Clovis Salgado Gontijo

Diante do desafio de refletir filosoficamente sobre o complexo contexto desta pandemia, decidimos abordá-lo por um viés que a todos concerne, a saber, a sua dimensão antropológica. Em 1962, a filósofa norte-americana Susanne K. Langer publica, sob o título Philosophical Sketches, uma série de ensaios, nos quais apresenta relevantes traços distintivos e constitutivos do ser humano, fundamentais para a análise de questões como o conhecimento, a linguagem, o símbolo, a civilização e a sua crise. Curiosamente, podemos reconhecer alguns desses traços em nós, que hoje experimentamos nestes tempos de pandemia.

Em primeiro lugar, todos sabemos que vivemos uma experiência provavelmente inédita na história da humanidade: o isolamento simultâneo de diversas populações ao redor do globo. Para enfrentarmos tantas horas de forçada reclusão, também se encontram ao nosso alcance ferramentas inéditas, proporcionadas pelos meios digitais. Na relação com tais meios, evidenciam-se, obviamente, elementos da nossa identidade humana. Pensemos, por exemplo, no caso de uma videochamada, na qual expressamos a nossa humanidade pelo uso do refinado instrumento da linguagem. Entretanto, quando interagimos virtualmente com alguém do outro lado do mundo, ainda estamos respondendo, graças à nossa percepção ampliada pela tecnologia, a estímulos presentes aos quais podemos agir e reagir, capacidade que, em algum nível, muitos animais também possuem.

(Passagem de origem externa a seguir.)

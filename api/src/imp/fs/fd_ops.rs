use alloc::sync::Arc;
use axerrno::{LinuxError, LinuxResult};
use syscall_trace::syscall_trace;
use tinyk_core::file::{FileControl, StreamObject};
use tinyk_core::task::current_kernel;

/// Get the file control record behind `fid`.
pub fn get_file(fid: usize) -> LinuxResult<Arc<FileControl>> {
    current_kernel()?
        .file(fid)?
        .into_any()
        .downcast::<FileControl>()
        .map_err(|_| LinuxError::EBADF)
}

/// Install `stream` in the lowest free file id of the calling process.
pub fn open_stream(stream: alloc::boxed::Box<dyn StreamObject>) -> LinuxResult<usize> {
    current_kernel()?.install_file(FileControl::new(stream))
}

#[syscall_trace]
pub fn sys_read(fid: usize, buf: &mut [u8]) -> LinuxResult<usize> {
    get_file(fid)?.read(buf)
}

#[syscall_trace]
pub fn sys_write(fid: usize, buf: &[u8]) -> LinuxResult<usize> {
    get_file(fid)?.write(buf)
}

/// Drop the calling process's reference on `fid`.
#[syscall_trace]
pub fn sys_close(fid: usize) -> LinuxResult {
    current_kernel()?.close_file(fid)
}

O ser humano não se restringe ao que o convoca aqui e agora. Como já aponta Kant, na Crítica da faculdade de juízo (§§ 76, 77), o nosso entendimento é capaz de distinguir, de maneira singular na cadeia dos seres, entre a realidade e a possibilidade. Tal capacidade é ressaltada pelo neokantiano Ernst Cassirer, como crucial para a sua concepção das formas simbólicas, acolhida e retrabalhada por Langer. Não só distinguimos esses dois níveis, mas precisamos transitar por ambos para sermos autenticamente humanos. Como diz a filósofa, “necessitamos viver na estrutura conceitual de um mundo maior do que o meio ambiente que percebemos sensorialmente”[1].

Trazendo essas palavras para a experiência deste confinamento, constatamos que não ocupamos as horas de espera e de temor somente com as notícias factuais. Muitos de nós só nos tornamos capazes de suportar algumas delas (como aquelas veiculadas pela imprensa), abastecendo-nos de fontes relacionadas ao que Langer e Cassirer compreenderam como o campo simbólico. É nele que se encontram o mito, a religião, a arte, a filosofia, assim como as formulações científicas. Mas qual seria a contribuição dos símbolos? Neste tempo pascal, por exemplo, não contamos com a figura do Cristo ressuscitado diante de nós, mas a narrativa evangélica dos discípulos de Emaús (Lc 21,13-35) ainda nos favorece uma aproximação à presença, ao mesmo tempo patente e evanescente, do divino nas nossas vidas. No caso da arte, a audição do Magnificat, de J. S. Bach, seja ela ao vivo ou reproduzida, não precisa nos conduzir a nenhuma ação específica, nem sequer à prece, uma vez que a sua apreciação não se limita a ouvintes cristãos ou religiosos. Contudo, o primeiro movimento de tal obra musical permite-nos “visualizar” fora de nós um sentimento contagiante de júbilo, que transborda as possibilidades expressivas das palavras. Logo, poderíamos brevemente concluir que os símbolos propiciam concepções das coisas, que, por sua vez, participam ativamente do modo como as apreendemos.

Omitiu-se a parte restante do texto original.